Cronaca

Sequestrate 3mila tonnellate di vino. Erano pronte per essere vendute al commercio illegale

Il dato è stato diffuso in vista della 47esima edizione di Vinitaly. Nel corso della rassegna saranno presenti i militari qualificati del Nac di Parma per indicare utili consigli ai consumatori e agli operatori del settore sull'azione antifrode

Anche quest’anno in occasione della 47esima edizione di Vinitaly, la fiera internazionale dedicata al mondo del vino e dei distillati che si terrà a Verona dal 7 al 10 aprile, il ministero delle Politiche Agricole Alimentari e Forestali sarà presente con uno spazio espositivo dedicato ai Nuclei Antifrodi Carabinieri (NAC), il Reparto Speciale dell’Arma che opera nel contrasto alle frodi comunitarie del comparto e all’agropirateria.
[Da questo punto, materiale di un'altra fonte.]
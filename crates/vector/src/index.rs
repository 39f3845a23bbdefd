use std::collections::HashMap;
use std::fs;
use std::path::Path;
use std::sync::RwLock;

use serde::{Deserialize, Serialize};

use crate::config::{Mode, VectorConfig};
use crate::distance::distance;
use crate::error::{VectorError, VectorResult};
use crate::graph::HnswGraph;
use crate::manifest::{Manifest, FORMAT_VERSION};

#[derive(Serialize, Deserialize)]
struct Snapshot {
    config: VectorConfig,
    vectors: HashMap<u32, Vec<f32>>,
    id_to_u32: HashMap<String, u32>,
    u32_to_id: HashMap<u32, String>,
    next_u32: u32,
    graph: HnswGraph,
}

struct State {
    vectors: HashMap<u32, Vec<f32>>,
    id_to_u32: HashMap<String, u32>,
    u32_to_id: HashMap<u32, String>,
    next_u32: u32,
    graph: HnswGraph,
    rng: rand::rngs::StdRng,
}

#[derive(Debug, Clone, Default)]
pub struct VectorStats {
    pub vector_count: usize,
    pub dimension: usize,
    pub effective_mode: &'static str,
    pub graph_nodes: usize,
}

/// Hybrid linear/HNSW vector index. Below `hybrid_threshold`
/// vectors it answers `query` by exact linear scan; at or above it, the
/// HNSW graph. `Mode::Linear`/`Mode::Hnsw` force one or the other
/// regardless of count.
///
/// Writers serialize on the single `RwLock`; readers (queries, stats) take
/// a shared lock and proceed concurrently.
pub struct VectorIndex {
    config: VectorConfig,
    state: RwLock<State>,
}

impl VectorIndex {
    pub fn new(config: VectorConfig) -> Self {
        let rng = HnswGraph::rng_for_seed(config.seed);
        let graph = HnswGraph::new(config.m, config.metric);
        Self {
            state: RwLock::new(State {
                vectors: HashMap::new(),
                id_to_u32: HashMap::new(),
                u32_to_id: HashMap::new(),
                next_u32: 0,
                graph,
                rng,
            }),
            config,
        }
    }

    fn effective_mode(&self, count: usize) -> Mode {
        match self.config.mode {
            Mode::Linear => Mode::Linear,
            Mode::Hnsw => Mode::Hnsw,
            Mode::Auto => {
                if count >= self.config.hybrid_threshold {
                    Mode::Hnsw
                } else {
                    Mode::Linear
                }
            }
        }
    }

    pub fn upsert(&self, id: &str, vector: Vec<f32>) -> VectorResult<()> {
        if vector.len() != self.config.dimension {
            return Err(VectorError::DimensionMismatch {
                expected: self.config.dimension,
                got: vector.len(),
            });
        }
        let mut state = self.state.write().unwrap();

        let internal_id = if let Some(&existing) = state.id_to_u32.get(id) {
            state.graph.remove(existing);
            existing
        } else {
            let n = state.next_u32;
            state.next_u32 += 1;
            state.id_to_u32.insert(id.to_string(), n);
            state.u32_to_id.insert(n, id.to_string());
            n
        };

        state.vectors.insert(internal_id, vector);
        let level = crate::graph::assign_level(&mut state.rng, self.config.ml);
        let vectors_snapshot = state.vectors.clone();
        state.graph.insert(internal_id, level, &vectors_snapshot);
        Ok(())
    }

    pub fn remove(&self, id: &str) -> VectorResult<()> {
        let mut state = self.state.write().unwrap();
        let internal_id = state
            .id_to_u32
            .remove(id)
            .ok_or_else(|| VectorError::NotFound(id.to_string()))?;
        state.u32_to_id.remove(&internal_id);
        state.vectors.remove(&internal_id);
        state.graph.remove(internal_id);
        Ok(())
    }

    pub fn query(&self, vector: &[f32], k: usize) -> VectorResult<Vec<(String, f32)>> {
        if vector.len() != self.config.dimension {
            return Err(VectorError::DimensionMismatch {
                expected: self.config.dimension,
                got: vector.len(),
            });
        }
        let state = self.state.read().unwrap();
        let mode = self.effective_mode(state.vectors.len());

        let hits: Vec<(u32, f32)> = match mode {
            Mode::Linear | Mode::Auto => self.linear_scan(&state, vector, k),
            Mode::Hnsw => {
                let hits = state
                    .graph
                    .query(vector, k, self.config.ef_search, &state.vectors);
                if hits.is_empty() && !state.vectors.is_empty() {
                    self.linear_scan(&state, vector, k)
                } else {
                    hits
                }
            }
        };

        Ok(hits
            .into_iter()
            .filter_map(|(internal, dist)| {
                state.u32_to_id.get(&internal).map(|id| (id.clone(), dist))
            })
            .collect())
    }

    fn linear_scan(&self, state: &State, vector: &[f32], k: usize) -> Vec<(u32, f32)> {
        let mut scored: Vec<(u32, f32)> = state
            .vectors
            .iter()
            .map(|(&id, v)| (id, distance(self.config.metric, v, vector)))
            .collect();
        scored.sort_by(|a, b| {
            a.1.partial_cmp(&b.1)
                .unwrap_or(std::cmp::Ordering::Equal)
                .then(a.0.cmp(&b.0))
        });
        scored.truncate(k);
        scored
    }

    pub fn stats(&self) -> VectorStats {
        let state = self.state.read().unwrap();
        let mode = self.effective_mode(state.vectors.len());
        VectorStats {
            vector_count: state.vectors.len(),
            dimension: self.config.dimension,
            effective_mode: match mode {
                Mode::Linear => "linear",
                Mode::Hnsw => "hnsw",
                Mode::Auto => "auto",
            },
            graph_nodes: state.graph.len(),
        }
    }

    /// Snapshots the graph and vectors under the shared writer lock and
    /// writes it plus a manifest sidecar to `path`.
    pub fn save(&self, path: &Path) -> VectorResult<()> {
        let state = self.state.read().unwrap();
        let snapshot = Snapshot {
            config: self.config.clone(),
            vectors: state.vectors.clone(),
            id_to_u32: state.id_to_u32.clone(),
            u32_to_id: state.u32_to_id.clone(),
            next_u32: state.next_u32,
            graph: state.graph.clone(),
        };
        drop(state);

        let body = bincode::serialize(&snapshot).map_err(ser_err)?;
        let compressed = zstd::encode_all(body.as_slice(), 0)?;
        if let Some(parent) = path.parent() {
            fs::create_dir_all(parent)?;
        }
        fs::write(path, compressed)?;

        let manifest = Manifest {
            format_version: FORMAT_VERSION,
            dimension: self.config.dimension,
            metric: self.config.metric,
            mode: self.config.mode,
            vector_count: snapshot.vectors.len(),
            m: self.config.m,
            ml: self.config.ml,
            ef_search: self.config.ef_search,
            seed: self.config.seed,
        };
        let manifest_path = manifest_path_for(path);
        let manifest_body = serde_json::to_vec_pretty(&manifest).map_err(|e| {
            VectorError::Serialization(format!("manifest encode failed: {e}"))
        })?;
        fs::write(manifest_path, manifest_body)?;
        Ok(())
    }

    /// Restores a previously-saved graph. If the restored vector count is
    /// below `hybrid_threshold`, queries transparently fall back to linear
    /// mode until enough vectors accumulate again ("The index is
    /// allowed to drop to linear mode after load").
    pub fn load(path: &Path) -> VectorResult<Self> {
        let manifest_path = manifest_path_for(path);
        let manifest_body = fs::read(&manifest_path)?;
        let manifest: Manifest = serde_json::from_slice(&manifest_body)
            .map_err(|e| VectorError::Serialization(format!("manifest decode failed: {e}")))?;
        manifest.check_compatible()?;

        let compressed = fs::read(path)?;
        let body = zstd::decode_all(compressed.as_slice())?;
        let snapshot: Snapshot = bincode::deserialize(&body).map_err(ser_err)?;

        let rng = HnswGraph::rng_for_seed(snapshot.config.seed);
        Ok(Self {
            config: snapshot.config,
            state: RwLock::new(State {
                vectors: snapshot.vectors,
                id_to_u32: snapshot.id_to_u32,
                u32_to_id: snapshot.u32_to_id,
                next_u32: snapshot.next_u32,
                graph: snapshot.graph,
                rng,
            }),
        })
    }
}

fn manifest_path_for(path: &Path) -> std::path::PathBuf {
    let mut manifest_name = path
        .file_name()
        .and_then(|n| n.to_str())
        .unwrap_or("graph")
        .to_string();
    manifest_name.push_str(".manifest.json");
    path.with_file_name(manifest_name)
}

fn ser_err(e: bincode::Error) -> VectorError {
    VectorError::Serialization(e.to_string())
}

#[cfg(test)]
mod tests {
    use super::*;

    fn cfg(dim: usize) -> VectorConfig {
        let mut c = VectorConfig::new(dim);
        c.hybrid_threshold = 3;
        c
    }

    #[test]
    fn dimension_mismatch_rejected() {
        let idx = VectorIndex::new(cfg(3));
        let err = idx.upsert("a", vec![1.0, 2.0]).unwrap_err();
        assert!(matches!(err, VectorError::DimensionMismatch { .. }));
    }

    #[test]
    fn linear_mode_below_threshold_finds_nearest() {
        let idx = VectorIndex::new(cfg(2));
        idx.upsert("a", vec![0.0, 0.0]).unwrap();
        idx.upsert("b", vec![10.0, 10.0]).unwrap();
        let hits = idx.query(&[0.1, 0.1], 1).unwrap();
        assert_eq!(hits[0].0, "a");
    }

    #[test]
    fn hnsw_mode_at_threshold_finds_nearest() {
        let idx = VectorIndex::new(cfg(2));
        for i in 0..5 {
            idx.upsert(&format!("v{i}"), vec![i as f32, 0.0]).unwrap();
        }
        let stats = idx.stats();
        assert_eq!(stats.effective_mode, "hnsw");
        let hits = idx.query(&[0.1, 0.0], 1).unwrap();
        assert_eq!(hits[0].0, "v0");
    }

    #[test]
    fn save_and_load_roundtrip() {
        let dir = tempfile::tempdir().unwrap();
        let path = dir.path().join("graph.bin");
        let idx = VectorIndex::new(cfg(2));
        idx.upsert("a", vec![1.0, 1.0]).unwrap();
        idx.save(&path).unwrap();

        let loaded = VectorIndex::load(&path).unwrap();
        assert_eq!(loaded.stats().vector_count, 1);
        let hits = loaded.query(&[1.0, 1.0], 1).unwrap();
        assert_eq!(hits[0].0, "a");
    }

    #[test]
    fn remove_then_query_excludes_removed() {
        let idx = VectorIndex::new(cfg(2));
        idx.upsert("a", vec![0.0, 0.0]).unwrap();
        idx.upsert("b", vec![1.0, 1.0]).unwrap();
        idx.remove("a").unwrap();
        let hits = idx.query(&[0.0, 0.0], 2).unwrap();
        assert!(hits.iter().all(|(id, _)| id != "a"));
    }
}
Nel corso della manifestazione militari qualificati del Nac di Parma saranno presenti per fornire chiarimenti sulle attività del Reparto e per indicare utili consigli ai consumatori e agli operatori del settore sull’azione antifrode. L’Italia con il primato di oltre 500 vini a denominazione d’origine e con gli altri 249 prodotti agroalimentari DOP/IGP e STG ha un interesse strategico a garantire la qualità e la genuinità dei suoi prodotti. Così come un sistema di controlli sempre più efficace ed incisivo oggi rappresenta nel contesto internazionale un valore aggiunto delle produzioni alimentari nazionali.

In tale quadro, nel corso dell’anno 2012 i Nac del Comando Carabinieri Politiche Agricole e Alimentari hanno sviluppato attività di controllo straordinarie a tutela del sistema agroalimentare in 2507 aziende ed operatori commerciali del settore, individuando 438 autori di reato responsabili di frodi comunitarie per 8 milioni di euro e frodi agroalimentari che hanno portato al sequestro di oltre 7 mila tonnellate di prodotti alimentari contraffatti e irregolari.

Ammonta ad oltre 3 milioni di euro il valore dei beni sequestrati dai NAC, sottratti dunque al circuito illegale dell’agropirateria. Tra queste attività, di particolare rilievo nel settore vitivinicolo è stata la campagna autunnale dei controlli sul vino che ha portato al sequestro di oltre 3.100 tonnellate di mosto e vino dichiarato come DOC/DOCG (in realtà mai registrato sui documenti contabili di cantina e quindi destinato alla commercializzazione “in nero”) e alla segnalazione alla rete Interpol dell’illecita commercializzazione all’estero dei “Wine Kit” e di alcune contraffazioni di noti vini nazionali.